Mientras la economía del país crece al 18% anual, el cólera ha matado, entre febrero y junio, a más de 1.600 personas. Según Médicos Sin Fronteras, el número de nuevos casos desciende lentamente en todo el país, pero la epidemia se ha propagado a 14 de las 18 provincias, con más de 43.000 casos registrados. A principios de mayo, una muerte cada hora. Sólo en Luanda, más de 22.000 personas se han infectado y 287 han fallecido. La mayoría, niños.

No en vano, el país tiene aún la mayor mortalidad infantil del mundo: 185 niños de cada 1.000 nacimientos; una esperanza de vida de 38 años, y un índice de fertilidad de 6,35 nacimientos por mujer, el décimo mayor del planeta.

Belleza y barro, sonrisas y necesidad son otros de los binomios habituales de este país, que se hizo independiente de Portugal hace 31 años y en el que ahora mismo todo, hasta la misma vida, está en reconstrucción.

Según las estimaciones del Gobierno de EE UU, la producción de petróleo en 2005 fue de 1,6 millones de barriles al día, la 19º del ranking mundial, y las reservas de crudo alcanzan ya los 25.000 millones de barriles (14º del mundo). Un litro de gasóleo en Luanda cuesta 29 céntimos de euro, precio de risa para un europeo, pero no tanto para los ciudadanos locales: el salario mínimo es de 50 dólares al mes. El 70% de los 14 millones de angoleños vive por debajo de la línea de pobreza (con menos de 1,7 dólares al día), una cifra similar a las de Guatemala (75%), la franja de Gaza (81%) o Haití (80%). Un país donde el paro supera todavía las cifras de gente ocupada. Y donde los parados tienen que aguzar mucho el ingenio para buscarse la vida: miles de niños, mujeres con enormes palanganas llenas de fruta en la cabeza y jóvenes varones que venden todo lo imaginable (pilas, gorras, machetes, destornilladores, pegamento, planchas, etcétera) circulan por las calles de Luanda durante el día.

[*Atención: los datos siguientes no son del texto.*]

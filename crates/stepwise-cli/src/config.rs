//! CLI configuration from environment.

use anyhow::{Context, Result};
use std::env;
use stepwise_ors::DEFAULT_BASE_URL;

#[derive(Debug, Clone)]
pub struct Config {
    pub api_key: String,
    pub base_url: String,
    pub boundary_country: Option<String>,
}

impl Config {
    pub fn from_env() -> Result<Self> {
        Ok(Self {
            api_key: env::var("OPENROUTESERVICE_API_KEY")
                .context("OPENROUTESERVICE_API_KEY not set")?,
            base_url: env::var("ORS_BASE_URL").unwrap_or_else(|_| DEFAULT_BASE_URL.to_string()),
            boundary_country: env::var("ORS_BOUNDARY_COUNTRY").ok().filter(|c| !c.is_empty()),
        })
    }
}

Aunque circular es un eufemismo: hay tanta gente, tantos coches y hace tanto calor que es casi imposible andar.

Dos imágenes resumen la situación del país: una adolescente tan guapa que ganaría sin despeinarse el certamen de Miss Mundo emerge de una chabola de paja en el barrio luandés de Boavista y se para en el zaguán lleno de lodo. Está embarazada. A pocos kilómetros, en la carretera sin asfaltar que va a Viana, dos niños con sonrisas de anuncio se bañan en un charco. No hay nadie más en kilómetros a la redonda.

Aunque Angola es todavía el país número 166 (de 177) en cuanto al nivel de desarrollo, según la OCDE, una cosa parece cierta: sólo cuatro años después de la firma de la paz, muchos de sus habitantes han recuperado la esperanza. "Estamos buscando la normalidad, en fase de mejorar", dicen a coro Seama y Amaura, dos veinteañeras alegres, dulces y de sonrisa zumbona.

Las dos estudian contabilidad en el Centro de Formación Profesional de Viana, que recibe ayuda de la cooperación portuguesa, y explican que cuando terminen su curso de seis meses tienen "garantía total" de encontrar trabajo. "Así podremos irnos de casa y olvidarnos de los padres", dice Amaura. "Son muy pesados, siempre diciendo que tenemos que volver pronto por la noche".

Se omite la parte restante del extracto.